Magistrado ResponsávelMARIA LU
Data da Resolução15 de Outubro de 2012
EmissorTribunal da Relação de Guimarães

Acordam, em audiência, os juízes na Secção Criminal do Tribunal da Relação de Guimarães: I – RELATÓRIO No processo comum, com intervenção do Tribunal Singular, n.º929/07.5TAFLG do 2ºJuízo do Tribunal Judicial de Felgueiras, por sentença proferida em 23/12/2011 e na mesma data depositada, foi decidido: - condenar o arguido António P... na pena de 250 (duzentos e cinquenta) dias de multa, à razão diária de € 5,00 (cinco), o que perfaz o montante de € 1.250,00 (mil, duzentos e cinquenta) pela prática de, em co-autoria material e na forma consumada, um crime de abuso de confiança contra a Segurança Social, previsto e punível pelo disposto no artigo 105.º, 1, do Regime Geral das Infracções Tributárias ex vi artigo 107.º, n.º 1, do mesmo diploma legal.

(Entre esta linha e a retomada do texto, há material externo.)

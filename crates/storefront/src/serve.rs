// SPDX-FileCopyrightText: 2026 Storefront Contributors
// SPDX-License-Identifier: MIT OR Apache-2.0

//! `storefront serve` command implementation.
//!
//! Opens SQLite storage and the WhatsApp transport, starts the recovery
//! worker, and serves the webhook receiver until SIGINT or SIGTERM.

use std::sync::Arc;
use std::time::Duration;

use storefront_agent::{Storefront, shutdown};
use storefront_config::model::StorefrontConfig;
use storefront_core::{
    HealthStatus, MessagingTransport, PluginAdapter, StorageAdapter, StorefrontError,
};
use storefront_storage::SqliteStorage;
use storefront_whatsapp::WhatsAppTransport;
use tracing::{error, info, warn};

use crate::webhook::{self, WebhookState};

/// How long the recovery worker gets to finish its current tick.
const WORKER_DRAIN_TIMEOUT: Duration = Duration::from_secs(30);

/// Storage and transport opened from config, ready to be wired.
pub struct Adapters {
    pub storage: Arc<dyn StorageAdapter>,
    pub transport: Arc<dyn MessagingTransport>,
}

impl Adapters {
    pub async fn open(config: &StorefrontConfig) -> Result<Self, StorefrontError> {
        let storage = SqliteStorage::new(config.storage.clone());
        storage.initialize().await?;

        let transport = WhatsAppTransport::new(config.whatsapp.clone())?;
        match transport.health_check().await {
            Ok(HealthStatus::Healthy) => {}
            Ok(HealthStatus::Degraded(reason)) | Ok(HealthStatus::Unhealthy(reason)) => {
                warn!(reason = reason.as_str(), "whatsapp transport not fully configured");
            }
            Err(e) => warn!(error = %e, "whatsapp transport health check failed"),
        }

        Ok(Self {
            storage: Arc::new(storage),
            transport: Arc::new(transport),
        })
    }

    pub async fn close(&self) {
        if let Err(e) = self.transport.shutdown().await {
            warn!(error = %e, "transport shutdown failed");
        }
        if let Err(e) = self.storage.close().await {
            error!(error = %e, "storage close failed");
        }
    }
}

/// Runs the `storefront serve` command.
pub async fn run_serve(config: StorefrontConfig) -> Result<(), StorefrontError> {
    info!(agent_name = config.agent.name.as_str(), "starting storefront serve");

    let adapters = Adapters::open(&config).await?;
    let cancel = shutdown::install_signal_handler();
    let app = Storefront::new(
        &config,
        adapters.storage.clone(),
        adapters.transport.clone(),
        cancel.clone(),
    );

    let worker = if config.recovery.enabled {
        Some(app.recovery.clone().spawn(cancel.clone()))
    } else {
        info!("recovery worker disabled by configuration");
        None
    };

    let state = WebhookState {
        interpreter: app.interpreter.clone(),
        storage: adapters.storage.clone(),
        verify_token: config.webhook.verify_token.clone(),
    };
    if state.verify_token.is_none() {
        warn!("webhook.verify_token not set, subscription handshakes will be refused");
    }

    let served = webhook::start_server(&config.webhook, state, cancel.clone()).await;
    if let Err(e) = &served {
        error!(error = %e, "webhook receiver stopped");
    }

    cancel.cancel();
    if let Some(handle) = worker {
        shutdown::drain_task("recovery", handle, WORKER_DRAIN_TIMEOUT).await;
    }
    adapters.close().await;

    info!("storefront serve shutdown complete");
    served
}

/// Install the global tracing subscriber.
///
/// `RUST_LOG` wins over `agent.log_level` when set.
pub fn init_tracing(log_level: &str) {
    use tracing_subscriber::EnvFilter;

    let filter = EnvFilter::try_from_default_env()
        .unwrap_or_else(|_| EnvFilter::new(format!("storefront={log_level},warn")));

    let _ = tracing_subscriber::fmt()
        .with_env_filter(filter)
        .with_target(false)
        .try_init();
}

- condenar a arguida “X Costura Calçado, Lda.” na pena de 500 (quinhentos) dias de multa, à razão diária de € 6,00 (seis), o que perfaz o montante de € 3.000,00 (três mil) pela prática de, em co-autoria material e na forma consumada, um crime de abuso de confiança contra a Segurança Social, previsto e punível pelo disposto no artigo 105.º, 1 ex vi artigo 107.º, n.º 1, com referência ao artigo 7.º, n.º 1, todos do Regime Geral das Infracções Tributárias.

- condenar solidariamente os arguidos/demandados X Costura Calçado, Lda., e António P... a pagar ao Assistente/demandante Instituto de Solidariedade e Segurança Social I.P. a quantia de € 75.604,69 (setenta e cinco mil, seiscentos e quatro euros e sessenta e nove cêntimos), acrescida dos juros de mora vincendos a calcular à taxa legal desde a data da apresentação do pedido de indemnização civil até efectivo e integral pagamento, sobre a quantia em dívida de € 47.252,93 (quarenta e sete mil, duzentos e cinquenta e dois euros e noventa e três cêntimos).

O arguido António P..., inconformado com a decisão condenatória, dela interpôs recurso, extraindo da respectiva motivação, as seguintes conclusões [transcrição]: 1 -Na Douta Sentença aqui posta em crise, foram dados como provados factos que não o poderiam ter sido, face á prova produzida em audiência, foi o arguido condenado pela prática dum crime que não cometeu, e sem prescindir, a pena aplicada é excessiva, pelo que se impugna a decisão proferida sobre a matéria de facto e de direito.

2 - Está o julgamento ferido de nulidade por deficiência grave da gravação da prova em audiência de julgamento.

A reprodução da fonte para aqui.